Nevertheless, we have not been aware that maths is one basic stuff in life, take it, or leave it. Forget the numbers, the operations, the equations, and everything related to it in school. Just think of its more practical functions which in the present discussion involve differentiation and classification. We have failed in these areas a lot of times. We have got used to “zooming into” or “telescoping” individual instances that need differentiation. We fail to differentiate. We’ve got the tendency to put all the eggs in one basket, so to speak because we see them as all the same when in fact, they only have certain similar features but are actually different from each other.

As a case in point, we have failed to differentiate between showbiz and politics and sports and politics as well. We have failed to distinguish, for example, Manny Pacquiao in the boxing ring and Manny Pacquiao running for a government post. Telescoping the situation is committing the failure of properly analyzing that boxing is different from taking responsibility for matters of the legislature. We have got used to always cheering for him every time he enters the ring because we know he is an ace pugilist, a champion. And we likewise cheered for him when he entered the august hall of the Philippine Senate while entertaining the inaccurate notion that if he was good in the ring, he should also be in the Senate. And we were dead wrong.

Classification is another “mathematical” aspect where we’ve got into and been misled as we’ve done it inaccurately. We’ve classified things wrongly and all the ensuing circumstances that have been going on just fail to fit into the right boxes. It is another failure of analysis as we have allowed ourselves to be influenced and beguiled by the made-up stories of paid scriptwriters tasked to perfume the persona of a self-proclaimed hero whose achievements are artificially and superficially glossed over his real less impressive person and performance.

On this issue, Rodrigo Roa Duterte, the incumbent president of the Philippines, is a leading example. Filipinos have misclassified him and a lot of those who have committed this one heck of a misdoing now constitute a group of a much-maligned bunch of stupid and brainless mob called DDS or “Digong Diehard Supporters” (a spin-off of the original DDS which were the notorious henchmen of Duterte when he was the mayor of Davao City, known as the “Duterte Death Squad”).

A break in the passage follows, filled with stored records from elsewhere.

#[test]
fn test_classifier_matches_decision_table() {
    for bits in 0u32..(1 << 9) {
        let flags: [bool; 9] = std::array::from_fn(|i| bits & (1 << i) != 0);
        let count = |i: usize| usize::from(flags[i]);
        let summary = SourceSummary {
            path: count(0),
            query: count(1),
            header: count(2),
            cookie: count(3),
            body: count(4),
            form: count(5),
            file: count(6),
            dependency: count(7),
            request: count(8),
        };

        let first = classify_summary(&summary);
        assert_eq!(first, classify_summary(&summary), "classifier not deterministic for {:?}", flags);
        assert_eq!(first, expected_pattern(flags), "unexpected pattern for {:?}", flags);
    }
}

// ============================================================================
// Specialized injectors agree with the full injector
// ============================================================================

fn templates() -> Vec<Param> {
    let token = noop("token", vec![Param::new("x_token", Annotation::string()).header()]);
    let db = noop("db", vec![]);
    vec![
        Param::new("id", Annotation::int()),
        Param::new("q", Annotation::optional(Annotation::string())).default("all"),
        Param::new("limit", Annotation::int()).positional_only(),
        Param::new("x_token", Annotation::string()).header(),
        Param::new("session", Annotation::optional(Annotation::string())).cookie(),
        Param::new("item", item()),
        Param::new("request", Annotation::Any),
        Param::dependency("auth", Depends::new(&token)),
        Param::dependency("db", Depends::new(&db)),
    ]
}

fn full_request() -> Request {
    Request::new(
        RequestParts::new(HttpMethod::Post, "/items/5")
            .with_path_param("id", Value::Int(5))
            .with_query_param("q", "needle")
            .with_query_param("limit", Value::Int(10))
            .with_header("X-Token", "secret")
            .with_cookie("session", "abc")
            .with_json(&serde_json::json!({"name": "x", "price": 1.5})),
    )
}

fn empty_request() -> Request {
    Request::new(RequestParts::new(HttpMethod::Post, "/items/5"))
}

#[tokio::test]
async fn test_specialized_injectors_match_full() {
    let templates = templates();
    let mut patterns_seen = Vec::new();

    for mask in 0u32..(1 << templates.len()) {
        let params: Vec<Param> = templates
            .iter()
            .enumerate()
            .filter(|(i, _)| mask & (1 << i) != 0)
            .map(|(_, p)| p.clone())
            .collect();
        let route = if params.iter().any(|p| p.name == "id") { "/items/{id}" } else { "/items" };
        let handler = noop("h", params);

        let metadata = compile_binder(&handler, HttpMethod::Post, route).unwrap();
        let full = compile_full_injector(metadata.binding());
        if !patterns_seen.contains(&metadata.pattern()) {
            patterns_seen.push(metadata.pattern());
        }

        for request in [full_request(), empty_request()] {
            let specialized = metadata.injector().inject(&request, &RequestScope::new()).await;
            let generic = full.inject(&request, &RequestScope::new()).await;
            match (specialized, generic) {
                (Ok(a), Ok(b)) => assert_eq!(a, b, "mask {:#b}", mask),
                (Err(a), Err(b)) => assert_eq!(a.validation_errors(), b.validation_errors(), "mask {:#b}", mask),
                (a, b) => panic!("mask {:#b}: injectors disagree: {:?} vs {:?}", mask, a, b),
            }
        }
    }

    for pattern in [
        HandlerPattern::NoParams,
        HandlerPattern::RequestOnly,
        HandlerPattern::PathOnly,
        HandlerPattern::QueryOnly,
        HandlerPattern::BodyOnly,
        HandlerPattern::Simple,
        HandlerPattern::WithDeps,
        HandlerPattern::Full,
    ] {
        assert!(patterns_seen.contains(&pattern), "{} not covered", pattern);
    }
}

// ============================================================================
// Idempotence
// ============================================================================

#[test]
fn test_compile_twice_is_identical() {
    let db = noop("db", vec![]);
    let handler = noop(
        "h",
        vec![
            Param::new("id", Annotation::int()),
            Param::new("x_token", Annotation::string()).header(),
            Param::dependency("db", Depends::new(&db)),
        ],
    );

    let first = compile_binder(&handler, HttpMethod::Get, "/items/{id}").unwrap();
    let second = compile_binder(&handler, HttpMethod::Get, "/items/{id}").unwrap();
    assert_eq!(first.pattern(), second.pattern());
    assert_eq!(first.flags(), second.flags());
    assert_eq!(first.fields(), second.fields());
}

// ============================================================================
// Missing and optional values
// ============================================================================

#[tokio::test]
async fn test_missing_required_query_names_key() {
    let handler = noop(
        "read_item",
        vec![Param::new("id", Annotation::int()), Param::new("q", Annotation::string())],
    );
    let metadata = compile_binder(&handler, HttpMethod::Get, "/items/{id}").unwrap();
    let request = Request::new(RequestParts::new(HttpMethod::Get, "/items/5").with_path_param("id", Value::Int(5)));

    let error = metadata.injector().inject(&request, &RequestScope::new()).await.unwrap_err();
    let errors = error.validation_errors().unwrap();
    assert_eq!(errors.len(), 1);
    assert_eq!(errors.errors[0].location, "query");
    assert_eq!(errors.errors[0].field, "q");
}

#[tokio::test]
async fn test_missing_header_and_cookie_name_keys() {
    let handler = noop(
        "h",
        vec![
            Param::new("x_token", Annotation::string()).header(),
            Param::new("session", Annotation::string()).cookie(),
        ],
    );
    let metadata = compile_binder(&handler, HttpMethod::Get, "/").unwrap();
    let request = Request::new(RequestParts::new(HttpMethod::Get, "/"));

    let error = metadata.injector().inject(&request, &RequestScope::new()).await.unwrap_err();
    let keys: Vec<_> = error
        .validation_errors()
        .unwrap()
        .errors
        .iter()
        .map(|e| (e.location.clone(), e.field.clone()))
        .collect();
    assert_eq!(
        keys,
        vec![
            ("header".to_string(), "x-token".to_string()),
            ("cookie".to_string(), "session".to_string()),
        ]
    );
}

#[tokio::test]
async fn test_optional_query_uses_default() {
    let handler = noop(
        "read_item",
        vec![
            Param::new("id", Annotation::int()),
            Param::new("q", Annotation::optional(Annotation::string())).default("all"),
        ],
    );
    let metadata = compile_binder(&handler, HttpMethod::Get, "/items/{id}").unwrap();
    let request = Request::new(RequestParts::new(HttpMethod::Get, "/items/5").with_path_param("id", Value::Int(5)));

    let args = metadata.injector().inject(&request, &RequestScope::new()).await.unwrap();
    assert_eq!(args.value("q"), Some(&Value::from("all")));
    assert_eq!(args.value("id"), Some(&Value::Int(5)));
}

#[tokio::test]
async fn test_pattern_constraint_checked_per_value() {
    let slug = Annotation::String(StringConstraints {
        pattern: Some("^[a-z-]+$".into()),
        ..Default::default()
    });
    let handler = noop("tag", vec![Param::new("slug", slug)]);
    let metadata = compile_binder(&handler, HttpMethod::Get, "/tags").unwrap();

    let ok = Request::new(RequestParts::new(HttpMethod::Get, "/tags").with_query_param("slug", "rust-lang"));
    assert!(metadata.injector().inject(&ok, &RequestScope::new()).await.is_ok());

    let bad = Request::new(RequestParts::new(HttpMethod::Get, "/tags").with_query_param("slug", "Rust Lang"));
    let error = metadata.injector().inject(&bad, &RequestScope::new()).await.unwrap_err();
    let errors = error.validation_errors().unwrap();
    assert_eq!(errors.len(), 1);
    assert_eq!(errors.errors[0].field, "slug");
    assert!(errors.errors[0].message.contains("does not match pattern"));
}

// ============================================================================
// Body decoded once
// ============================================================================

#[tokio::test]
async fn test_body_decoded_once_per_request() {
    let decoder = Arc::new(CountingDecoder {
        calls: AtomicUsize::new(0),
    });
    let handler = noop(
        "create_item",
        vec![
            Param::new("name", Annotation::string()).body(),
            Param::new("price", Annotation::float()).body(),
        ],
    );
    let config = BinderConfig::new().decoder(decoder.clone());
    let metadata = BinderCompiler::new(config)
        .compile(&handler, HttpMethod::Post, "/items")
        .unwrap();
    assert_eq!(metadata.pattern(), HandlerPattern::Full);

    let request = Request::new(
        RequestParts::new(HttpMethod::Post, "/items").with_json(&serde_json::json!({"name": "x", "price": 1.5})),
    );
    let args = metadata.injector().inject(&request, &RequestScope::new()).await.unwrap();

    assert_eq!(decoder.calls.load(Ordering::SeqCst), 1);
    assert_eq!(args.value("name"), Some(&Value::from("x")));
    assert_eq!(args.value("price"), Some(&Value::Float(1.5)));

    // a fresh request decodes again
    metadata.injector().inject(&request, &RequestScope::new()).await.unwrap();
    assert_eq!(decoder.calls.load(Ordering::SeqCst), 2);
}

#[tokio::test]
async fn test_malformed_body_reports_position() {
    let handler = noop("create_item", vec![Param::new("item", item())]);
    let metadata = compile_binder(&handler, HttpMethod::Post, "/items").unwrap();
    let request = Request::new(
        RequestParts::new(HttpMethod::Post, "/items")
            .with_header("content-type", "application/json")
            .with_body("{\"name\": \"x\",\n \"price\": }"),
    );

    let error = metadata.injector().inject(&request, &RequestScope::new()).await.unwrap_err();
    let errors = error.validation_errors().unwrap();
    let position = errors.errors[0].position.unwrap();
    assert_eq!(errors.errors[0].location, "body");
    assert_eq!(position.line, 2);
}

// ============================================================================
// Dependency cache
// ============================================================================

fn counted(calls: &Arc<AtomicUsize>) -> Arc<Handler> {
    let calls = Arc::clone(calls);
    Handler::builder("get_db").build_async(move |_| {
        let calls = Arc::clone(&calls);
        async move {
            calls.fetch_add(1, Ordering::SeqCst);
            Ok(Arg::object("connection".to_string()))
        }
    })
}

#[tokio::test]
async fn test_shared_dependency_runs_once_per_request() {
    let calls = Arc::new(AtomicUsize::new(0));
    let db = counted(&calls);
    let handler = noop(
        "h",
        vec![
            Param::dependency("reader", Depends::new(&db)),
            Param::dependency("writer", Depends::new(&db)),
        ],
    );
    let metadata = compile_binder(&handler, HttpMethod::Get, "/").unwrap();
    assert_eq!(metadata.pattern(), HandlerPattern::WithDeps);

    let request = Request::new(RequestParts::new(HttpMethod::Get, "/"));
    let args = metadata.injector().inject(&request, &RequestScope::new()).await.unwrap();
    assert_eq!(calls.load(Ordering::SeqCst), 1);
    assert_eq!(args.get("reader").and_then(|a| a.downcast_ref::<String>()).map(String::as_str), Some("connection"));

    metadata.injector().inject(&request, &RequestScope::new()).await.unwrap();
    assert_eq!(calls.load(Ordering::SeqCst), 2);
}

#[tokio::test]
async fn test_uncached_dependency_runs_per_use() {
    let calls = Arc::new(AtomicUsize::new(0));
    let db = counted(&calls);
    let handler = noop(
        "h",
        vec![
            Param::dependency("reader", Depends::new(&db).no_cache()),
            Param::dependency("writer", Depends::new(&db).no_cache()),
        ],
    );
    let metadata = BinderCompiler::new(BinderConfig::new().concurrent_dependencies(false))
        .compile(&handler, HttpMethod::Get, "/")
        .unwrap();

    let request = Request::new(RequestParts::new(HttpMethod::Get, "/"));
    metadata.injector().inject(&request, &RequestScope::new()).await.unwrap();
    assert_eq!(calls.load(Ordering::SeqCst), 2);
}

The misclassification of Duterte as an able government leader has led the country to an intensification of crimes, widespread corruption, and the general mismanagement of the national economy.

Mathematics, more than meets the eye, have more significant functions in our daily lives. And as have been pointed out at the beginning, we are not talking here of the more technical and specific field to which we were formally introduced in school and which many of us nowadays have learned to hate.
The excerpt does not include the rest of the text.